TASK TO COMPLETE: Please repeat the lines below exactly. Begin with the line containing "f64, size: u32)" and go on through the line containing "trimmed = s.trim_end_matches('0').trim_end_matches('.').len();".
═══ MATERIAL SUPPLIED
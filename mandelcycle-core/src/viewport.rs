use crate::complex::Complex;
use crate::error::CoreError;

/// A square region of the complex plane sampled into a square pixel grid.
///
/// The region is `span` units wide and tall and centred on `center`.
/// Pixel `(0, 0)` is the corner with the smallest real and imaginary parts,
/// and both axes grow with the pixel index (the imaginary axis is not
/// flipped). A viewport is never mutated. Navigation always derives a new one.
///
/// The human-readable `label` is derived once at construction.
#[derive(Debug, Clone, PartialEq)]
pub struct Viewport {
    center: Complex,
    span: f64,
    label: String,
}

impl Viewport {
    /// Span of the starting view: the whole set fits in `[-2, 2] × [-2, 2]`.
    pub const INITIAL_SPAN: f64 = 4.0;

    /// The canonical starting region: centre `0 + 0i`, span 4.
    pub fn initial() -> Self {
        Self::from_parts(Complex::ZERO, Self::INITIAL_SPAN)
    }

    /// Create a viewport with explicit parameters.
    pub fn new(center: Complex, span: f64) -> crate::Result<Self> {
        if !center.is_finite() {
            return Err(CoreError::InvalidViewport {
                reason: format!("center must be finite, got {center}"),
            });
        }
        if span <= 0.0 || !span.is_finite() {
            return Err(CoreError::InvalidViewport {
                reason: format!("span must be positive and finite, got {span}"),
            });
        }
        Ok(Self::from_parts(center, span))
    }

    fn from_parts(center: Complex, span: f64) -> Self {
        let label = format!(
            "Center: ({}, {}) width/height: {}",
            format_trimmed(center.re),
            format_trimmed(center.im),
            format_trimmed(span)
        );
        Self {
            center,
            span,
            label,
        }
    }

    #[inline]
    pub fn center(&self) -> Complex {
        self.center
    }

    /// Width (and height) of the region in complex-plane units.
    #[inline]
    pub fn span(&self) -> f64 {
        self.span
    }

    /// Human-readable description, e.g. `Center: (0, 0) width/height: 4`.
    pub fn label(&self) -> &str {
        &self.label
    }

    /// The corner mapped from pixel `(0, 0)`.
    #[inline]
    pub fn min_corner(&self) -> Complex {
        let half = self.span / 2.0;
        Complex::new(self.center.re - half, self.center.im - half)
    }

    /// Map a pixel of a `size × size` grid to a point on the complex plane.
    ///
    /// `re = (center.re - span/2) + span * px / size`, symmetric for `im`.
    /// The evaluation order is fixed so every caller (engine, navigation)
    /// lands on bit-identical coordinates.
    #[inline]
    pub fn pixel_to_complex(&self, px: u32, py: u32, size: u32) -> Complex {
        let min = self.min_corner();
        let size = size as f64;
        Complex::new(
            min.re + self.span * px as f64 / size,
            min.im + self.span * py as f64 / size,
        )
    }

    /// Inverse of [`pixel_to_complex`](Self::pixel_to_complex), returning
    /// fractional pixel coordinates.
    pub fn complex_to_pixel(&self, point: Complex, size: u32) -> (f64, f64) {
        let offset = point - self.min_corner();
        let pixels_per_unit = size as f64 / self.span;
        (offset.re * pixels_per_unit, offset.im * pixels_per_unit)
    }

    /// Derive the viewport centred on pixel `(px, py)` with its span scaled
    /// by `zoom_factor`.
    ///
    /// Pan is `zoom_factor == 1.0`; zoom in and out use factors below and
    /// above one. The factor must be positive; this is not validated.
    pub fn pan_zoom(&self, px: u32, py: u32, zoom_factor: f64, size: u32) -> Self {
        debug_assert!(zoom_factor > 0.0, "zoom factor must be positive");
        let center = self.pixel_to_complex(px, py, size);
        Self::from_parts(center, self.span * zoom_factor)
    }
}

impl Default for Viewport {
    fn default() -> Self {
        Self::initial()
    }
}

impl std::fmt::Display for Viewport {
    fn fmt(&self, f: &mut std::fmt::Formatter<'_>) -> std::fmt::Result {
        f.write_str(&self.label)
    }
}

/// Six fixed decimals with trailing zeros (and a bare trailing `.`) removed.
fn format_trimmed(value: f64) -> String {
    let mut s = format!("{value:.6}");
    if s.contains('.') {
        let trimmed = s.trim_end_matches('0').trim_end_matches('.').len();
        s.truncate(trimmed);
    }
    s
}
══════
EXERCISE RESULT:
    pub fn pan_zoom(&self, px: u32, py: u32, zoom_factor: f64, size: u32) -> Self {
        debug_assert!(zoom_factor > 0.0, "zoom factor must be positive");
        let center = self.pixel_to_complex(px, py, size);
        Self::from_parts(center, self.span * zoom_factor)
    }
}

impl Default for Viewport {
    fn default() -> Self {
        Self::initial()
    }
}

impl std::fmt::Display for Viewport {
    fn fmt(&self, f: &mut std::fmt::Formatter<'_>) -> std::fmt::Result {
        f.write_str(&self.label)
    }
}

/// Six fixed decimals with trailing zeros (and a bare trailing `.`) removed.
fn format_trimmed(value: f64) -> String {
    let mut s = format!("{value:.6}");
    if s.contains('.') {
        let trimmed = s.trim_end_matches('0').trim_end_matches('.').len();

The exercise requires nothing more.